[DATA RECORDS]

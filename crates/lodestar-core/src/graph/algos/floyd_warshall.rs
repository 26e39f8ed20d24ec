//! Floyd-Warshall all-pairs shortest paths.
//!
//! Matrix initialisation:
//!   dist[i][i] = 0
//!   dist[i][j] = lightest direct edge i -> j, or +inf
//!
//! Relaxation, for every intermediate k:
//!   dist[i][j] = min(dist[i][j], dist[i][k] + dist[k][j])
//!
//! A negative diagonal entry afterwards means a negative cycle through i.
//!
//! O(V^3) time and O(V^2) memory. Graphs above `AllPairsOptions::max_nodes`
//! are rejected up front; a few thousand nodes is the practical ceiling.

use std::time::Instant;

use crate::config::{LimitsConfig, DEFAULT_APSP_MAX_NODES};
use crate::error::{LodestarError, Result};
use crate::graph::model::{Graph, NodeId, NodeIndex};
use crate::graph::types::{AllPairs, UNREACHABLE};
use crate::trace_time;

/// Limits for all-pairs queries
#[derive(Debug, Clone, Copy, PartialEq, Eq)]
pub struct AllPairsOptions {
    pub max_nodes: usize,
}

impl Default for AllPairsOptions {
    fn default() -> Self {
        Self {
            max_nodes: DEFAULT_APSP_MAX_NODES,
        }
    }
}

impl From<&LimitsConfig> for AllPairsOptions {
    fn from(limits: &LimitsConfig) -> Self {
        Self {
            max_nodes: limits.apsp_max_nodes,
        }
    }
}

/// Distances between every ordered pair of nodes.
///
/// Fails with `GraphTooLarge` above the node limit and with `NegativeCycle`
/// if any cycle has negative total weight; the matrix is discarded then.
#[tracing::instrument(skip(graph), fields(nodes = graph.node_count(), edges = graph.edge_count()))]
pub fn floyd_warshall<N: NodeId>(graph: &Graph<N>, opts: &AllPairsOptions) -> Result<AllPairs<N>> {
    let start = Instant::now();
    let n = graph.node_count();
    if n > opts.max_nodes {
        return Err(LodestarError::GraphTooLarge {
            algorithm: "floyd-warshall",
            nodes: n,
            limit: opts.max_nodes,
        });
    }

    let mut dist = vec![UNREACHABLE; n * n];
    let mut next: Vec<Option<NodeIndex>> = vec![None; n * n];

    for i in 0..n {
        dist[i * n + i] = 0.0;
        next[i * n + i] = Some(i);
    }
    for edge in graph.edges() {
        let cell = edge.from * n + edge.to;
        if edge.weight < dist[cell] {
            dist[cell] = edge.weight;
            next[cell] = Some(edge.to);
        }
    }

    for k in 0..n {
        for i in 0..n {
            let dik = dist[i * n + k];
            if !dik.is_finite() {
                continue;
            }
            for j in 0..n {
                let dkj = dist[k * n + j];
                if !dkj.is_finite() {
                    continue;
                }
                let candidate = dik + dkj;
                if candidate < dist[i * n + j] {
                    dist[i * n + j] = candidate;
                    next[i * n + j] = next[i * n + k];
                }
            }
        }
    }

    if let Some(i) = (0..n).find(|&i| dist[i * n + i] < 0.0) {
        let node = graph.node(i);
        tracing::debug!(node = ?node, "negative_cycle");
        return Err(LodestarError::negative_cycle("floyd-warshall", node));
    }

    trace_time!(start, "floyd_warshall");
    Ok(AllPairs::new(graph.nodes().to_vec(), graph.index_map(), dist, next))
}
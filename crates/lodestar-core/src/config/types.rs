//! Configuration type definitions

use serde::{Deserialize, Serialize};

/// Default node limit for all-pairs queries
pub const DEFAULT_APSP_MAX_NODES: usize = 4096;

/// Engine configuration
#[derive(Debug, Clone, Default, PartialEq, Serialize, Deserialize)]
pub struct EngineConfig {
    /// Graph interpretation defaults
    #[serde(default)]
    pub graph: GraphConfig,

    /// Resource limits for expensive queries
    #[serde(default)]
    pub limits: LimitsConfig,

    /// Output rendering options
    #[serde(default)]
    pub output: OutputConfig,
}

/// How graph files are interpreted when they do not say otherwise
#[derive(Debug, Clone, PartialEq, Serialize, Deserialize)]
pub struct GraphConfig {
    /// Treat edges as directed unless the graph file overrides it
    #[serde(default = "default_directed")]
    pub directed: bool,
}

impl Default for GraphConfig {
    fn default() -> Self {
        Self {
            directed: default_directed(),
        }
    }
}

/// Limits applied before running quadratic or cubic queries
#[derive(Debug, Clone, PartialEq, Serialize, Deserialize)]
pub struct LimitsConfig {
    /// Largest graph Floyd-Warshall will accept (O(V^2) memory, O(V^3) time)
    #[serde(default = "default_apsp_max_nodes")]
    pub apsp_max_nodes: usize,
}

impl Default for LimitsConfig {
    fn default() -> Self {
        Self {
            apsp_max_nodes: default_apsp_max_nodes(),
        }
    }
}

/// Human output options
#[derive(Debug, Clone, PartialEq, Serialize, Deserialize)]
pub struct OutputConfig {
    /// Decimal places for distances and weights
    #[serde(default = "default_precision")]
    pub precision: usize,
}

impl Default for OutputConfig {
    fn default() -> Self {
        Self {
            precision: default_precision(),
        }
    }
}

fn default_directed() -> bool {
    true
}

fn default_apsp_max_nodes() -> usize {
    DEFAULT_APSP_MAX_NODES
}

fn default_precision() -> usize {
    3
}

[TASK STATEMENT] Go through the records and copy each one exactly.

[SOLUTION BELOW]
filename crates/lodestar-core/src/graph/algos/floyd_warshall.rs
repository 26e39f8ed20d24ec
//! Floyd-Warshall all-pairs shortest paths.
//!
//! Matrix initialisation:
//!   dist[i][i] = 0
//!   dist[i][j] = lightest direct edge i -> j, or +inf
//!
//! Relaxation, for every intermediate k:
//!   dist[i][j] = min(dist[i][j], dist[i][k] + dist[k][j])
//!
//! A negative diagonal entry afterwards means a negative cycle through i.
//!
//! O(V^3) time and O(V^2) memory. Graphs above `AllPairsOptions::max_nodes`
//! are rejected up front; a few thousand nodes is the practical ceiling.

use std::time::Instant;

use crate::config::{LimitsConfig, DEFAULT_APSP_MAX_NODES};
use crate::error::{LodestarError, Result};
use crate::graph::model::{Graph, NodeId, NodeIndex};
use crate::graph::types::{AllPairs, UNREACHABLE};
use crate::trace_time;

/// Limits for all-pairs queries
#[derive(Debug, Clone, Copy, PartialEq, Eq)]
pub struct AllPairsOptions {
    pub max_nodes: usize,
}

impl Default for AllPairsOptions {
    fn default() -> Self {
        Self {
            max_nodes: DEFAULT_APSP_MAX_NODES,
        }
    }
}

impl From<&LimitsConfig> for AllPairsOptions {
    fn from(limits: &LimitsConfig) -> Self {
        Self {
            max_nodes: limits.apsp_max_nodes,
        }
    }
}

/// Distances between every ordered pair of nodes.
///
/// Fails with `GraphTooLarge` above the node limit and with `NegativeCycle`
/// if any cycle has negative total weight; the matrix is discarded then.
#[tracing::instrument(skip(graph), fields(nodes = graph.node_count(), edges = graph.edge_count()))]
pub fn floyd_warshall<N: NodeId>(graph: &Graph<N>, opts: &AllPairsOptions) -> Result<AllPairs<N>> {
    let start = Instant::now();
    let n = graph.node_count();
    if n > opts.max_nodes {
        return Err(LodestarError::GraphTooLarge {
            algorithm: "floyd-warshall",
            nodes: n,
            limit: opts.max_nodes,
        });
    }

    let mut dist = vec![UNREACHABLE; n * n];
    let mut next: Vec<Option<NodeIndex>> = vec![None; n * n];

    for i in 0..n {
        dist[i * n + i] = 0.0;
        next[i * n + i] = Some(i);
    }
    for edge in graph.edges() {
        let cell = edge.from * n + edge.to;
        if edge.weight < dist[cell] {
            dist[cell] = edge.weight;
            next[cell] = Some(edge.to);
        }
    }

    for k in 0..n {
        for i in 0..n {
            let dik = dist[i * n + k];
            if !dik.is_finite() {
                continue;
            }
            for j in 0..n {
                let dkj = dist[k * n + j];
                if !dkj.is_finite() {
                    continue;
                }
                let candidate = dik + dkj;
                if candidate < dist[i * n + j] {
                    dist[i * n + j] = candidate;
                    next[i * n + j] = next[i * n + k];
                }
            }
        }
    }

    if let Some(i) = (0..n).find(|&i| dist[i * n + i] < 0.0) {
        let node = graph.node(i);
        tracing::debug!(node = ?node, "negative_cycle");
        return Err(LodestarError::negative_cycle("floyd-warshall", node));
    }

    trace_time!(start, "floyd_warshall");
    Ok(AllPairs::new(graph.nodes().to_vec(), graph.index_map(), dist, next))
}
filename crates/lodestar-core/src/config/types.rs
//! Configuration type definitions

use serde::{Deserialize, Serialize};

/// Default node limit for all-pairs queries
pub const DEFAULT_APSP_MAX_NODES: usize = 4096;

/// Engine configuration
#[derive(Debug, Clone, Default, PartialEq, Serialize, Deserialize)]
pub struct EngineConfig {
    /// Graph interpretation defaults
    #[serde(default)]
    pub graph: GraphConfig,

    /// Resource limits for expensive queries
    #[serde(default)]
    pub limits: LimitsConfig,

    /// Output rendering options
    #[serde(default)]
    pub output: OutputConfig,
}

/// How graph files are interpreted when they do not say otherwise
#[derive(Debug, Clone, PartialEq, Serialize, Deserialize)]
pub struct GraphConfig {
    /// Treat edges as directed unless the graph file overrides it
    #[serde(default = "default_directed")]
    pub directed: bool,
}

impl Default for GraphConfig {
    fn default() -> Self {
        Self {
            directed: default_directed(),
        }
    }
}

/// Limits applied before running quadratic or cubic queries
#[derive(Debug, Clone, PartialEq, Serialize, Deserialize)]
pub struct LimitsConfig {
    /// Largest graph Floyd-Warshall will accept (O(V^2) memory, O(V^3) time)
    #[serde(default = "default_apsp_max_nodes")]
    pub apsp_max_nodes: usize,
}

impl Default for LimitsConfig {
    fn default() -> Self {
        Self {
            apsp_max_nodes: default_apsp_max_nodes(),
        }
    }
}

/// Human output options
#[derive(Debug, Clone, PartialEq, Serialize, Deserialize)]
pub struct OutputConfig {
    /// Decimal places for distances and weights
    #[serde(default = "default_precision")]
    pub precision: usize,
}

impl Default for OutputConfig {
    fn default() -> Self {
        Self {
            precision: default_precision(),
        }
    }
}

fn default_directed() -> bool {
    true
}

fn default_apsp_max_nodes() -> usize {
    DEFAULT_APSP_MAX_NODES
}

fn default_precision() -> usize {
    3
}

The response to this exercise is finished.